§ EXERCISE
Would you repeat all of the records underneath, exactly as written?

Stored items
^^^^^^^^

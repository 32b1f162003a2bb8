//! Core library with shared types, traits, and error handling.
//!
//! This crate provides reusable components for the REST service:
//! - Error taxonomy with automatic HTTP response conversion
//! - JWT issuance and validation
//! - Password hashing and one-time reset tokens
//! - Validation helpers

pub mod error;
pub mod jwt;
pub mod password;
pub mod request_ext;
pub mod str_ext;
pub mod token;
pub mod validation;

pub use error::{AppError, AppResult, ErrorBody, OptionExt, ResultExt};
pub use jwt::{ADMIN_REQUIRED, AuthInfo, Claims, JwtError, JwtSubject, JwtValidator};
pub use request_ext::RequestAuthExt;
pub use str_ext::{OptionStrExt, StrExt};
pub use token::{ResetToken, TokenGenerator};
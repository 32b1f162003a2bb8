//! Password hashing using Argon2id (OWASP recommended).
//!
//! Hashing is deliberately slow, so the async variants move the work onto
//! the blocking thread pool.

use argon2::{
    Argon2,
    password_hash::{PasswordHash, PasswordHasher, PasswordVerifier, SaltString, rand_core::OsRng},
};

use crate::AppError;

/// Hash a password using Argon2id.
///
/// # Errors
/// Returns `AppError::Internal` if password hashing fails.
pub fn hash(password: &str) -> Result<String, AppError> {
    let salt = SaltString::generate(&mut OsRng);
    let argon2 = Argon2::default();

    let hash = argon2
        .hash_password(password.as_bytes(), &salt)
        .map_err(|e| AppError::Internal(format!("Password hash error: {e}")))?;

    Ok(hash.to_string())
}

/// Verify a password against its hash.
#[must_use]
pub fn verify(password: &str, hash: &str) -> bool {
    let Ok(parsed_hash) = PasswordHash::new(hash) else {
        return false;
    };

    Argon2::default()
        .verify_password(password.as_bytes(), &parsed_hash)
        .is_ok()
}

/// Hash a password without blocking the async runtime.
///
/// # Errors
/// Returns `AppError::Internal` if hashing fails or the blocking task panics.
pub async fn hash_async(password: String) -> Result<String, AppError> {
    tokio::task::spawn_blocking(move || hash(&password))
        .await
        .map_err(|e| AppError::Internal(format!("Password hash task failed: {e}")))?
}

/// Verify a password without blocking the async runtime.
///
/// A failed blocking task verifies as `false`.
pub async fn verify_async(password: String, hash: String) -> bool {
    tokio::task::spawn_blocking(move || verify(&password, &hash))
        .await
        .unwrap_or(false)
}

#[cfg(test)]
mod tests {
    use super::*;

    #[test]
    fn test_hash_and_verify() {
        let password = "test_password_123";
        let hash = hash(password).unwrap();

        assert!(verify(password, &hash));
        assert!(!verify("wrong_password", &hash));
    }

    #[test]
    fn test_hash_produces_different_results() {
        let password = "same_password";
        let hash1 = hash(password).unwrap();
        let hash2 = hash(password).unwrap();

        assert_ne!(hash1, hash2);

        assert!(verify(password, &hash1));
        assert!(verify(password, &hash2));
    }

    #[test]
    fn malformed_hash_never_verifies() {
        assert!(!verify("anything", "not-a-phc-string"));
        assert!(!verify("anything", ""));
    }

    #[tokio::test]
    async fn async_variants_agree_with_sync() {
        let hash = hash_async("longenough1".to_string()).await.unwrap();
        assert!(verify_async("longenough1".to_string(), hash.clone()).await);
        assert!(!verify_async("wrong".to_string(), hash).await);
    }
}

^^^^^^^^

§ COMPLETED EXERCISE
repository 32b1f162003a2bb8
//! Core library with shared types, traits, and error handling.
//!
//! This crate provides reusable components for the REST service:
//! - Error taxonomy with automatic HTTP response conversion
//! - JWT issuance and validation
//! - Password hashing and one-time reset tokens
//! - Validation helpers

pub mod error;
pub mod jwt;
pub mod password;
pub mod request_ext;
pub mod str_ext;
pub mod token;
pub mod validation;

pub use error::{AppError, AppResult, ErrorBody, OptionExt, ResultExt};
pub use jwt::{ADMIN_REQUIRED, AuthInfo, Claims, JwtError, JwtSubject, JwtValidator};
pub use request_ext::RequestAuthExt;
pub use str_ext::{OptionStrExt, StrExt};
pub use token::{ResetToken, TokenGenerator};
repository 32b1f162003a2bb8
//! Password hashing using Argon2id (OWASP recommended).
//!
//! Hashing is deliberately slow, so the async variants move the work onto
//! the blocking thread pool.

use argon2::{
    Argon2,
    password_hash::{PasswordHash, PasswordHasher, PasswordVerifier, SaltString, rand_core::OsRng},
};

use crate::AppError;

/// Hash a password using Argon2id.
///
/// # Errors
/// Returns `AppError::Internal` if password hashing fails.
pub fn hash(password: &str) -> Result<String, AppError> {
    let salt = SaltString::generate(&mut OsRng);
    let argon2 = Argon2::default();

    let hash = argon2
        .hash_password(password.as_bytes(), &salt)
        .map_err(|e| AppError::Internal(format!("Password hash error: {e}")))?;

    Ok(hash.to_string())
}

/// Verify a password against its hash.
#[must_use]
pub fn verify(password: &str, hash: &str) -> bool {
    let Ok(parsed_hash) = PasswordHash::new(hash) else {
        return false;
    };

    Argon2::default()
        .verify_password(password.as_bytes(), &parsed_hash)
        .is_ok()
}

/// Hash a password without blocking the async runtime.
///
/// # Errors
/// Returns `AppError::Internal` if hashing fails or the blocking task panics.
pub async fn hash_async(password: String) -> Result<String, AppError> {
    tokio::task::spawn_blocking(move || hash(&password))
        .await
        .map_err(|e| AppError::Internal(format!("Password hash task failed: {e}")))?
}

/// Verify a password without blocking the async runtime.
///
/// A failed blocking task verifies as `false`.
pub async fn verify_async(password: String, hash: String) -> bool {
    tokio::task::spawn_blocking(move || verify(&password, &hash))
        .await
        .unwrap_or(false)
}

#[cfg(test)]
mod tests {
    use super::*;

    #[test]
    fn test_hash_and_verify() {
        let password = "test_password_123";
        let hash = hash(password).unwrap();

        assert!(verify(password, &hash));
        assert!(!verify("wrong_password", &hash));
    }

    #[test]
    fn test_hash_produces_different_results() {
        let password = "same_password";
        let hash1 = hash(password).unwrap();
        let hash2 = hash(password).unwrap();

        assert_ne!(hash1, hash2);

        assert!(verify(password, &hash1));
        assert!(verify(password, &hash2));
    }

    #[test]
    fn malformed_hash_never_verifies() {
        assert!(!verify("anything", "not-a-phc-string"));
        assert!(!verify("anything", ""));
    }

    #[tokio::test]
    async fn async_variants_agree_with_sync() {
        let hash = hash_async("longenough1".to_string()).await.unwrap();
        assert!(verify_async("longenough1".to_string(), hash.clone()).await);
        assert!(!verify_async("wrong".to_string(), hash).await);
    }
}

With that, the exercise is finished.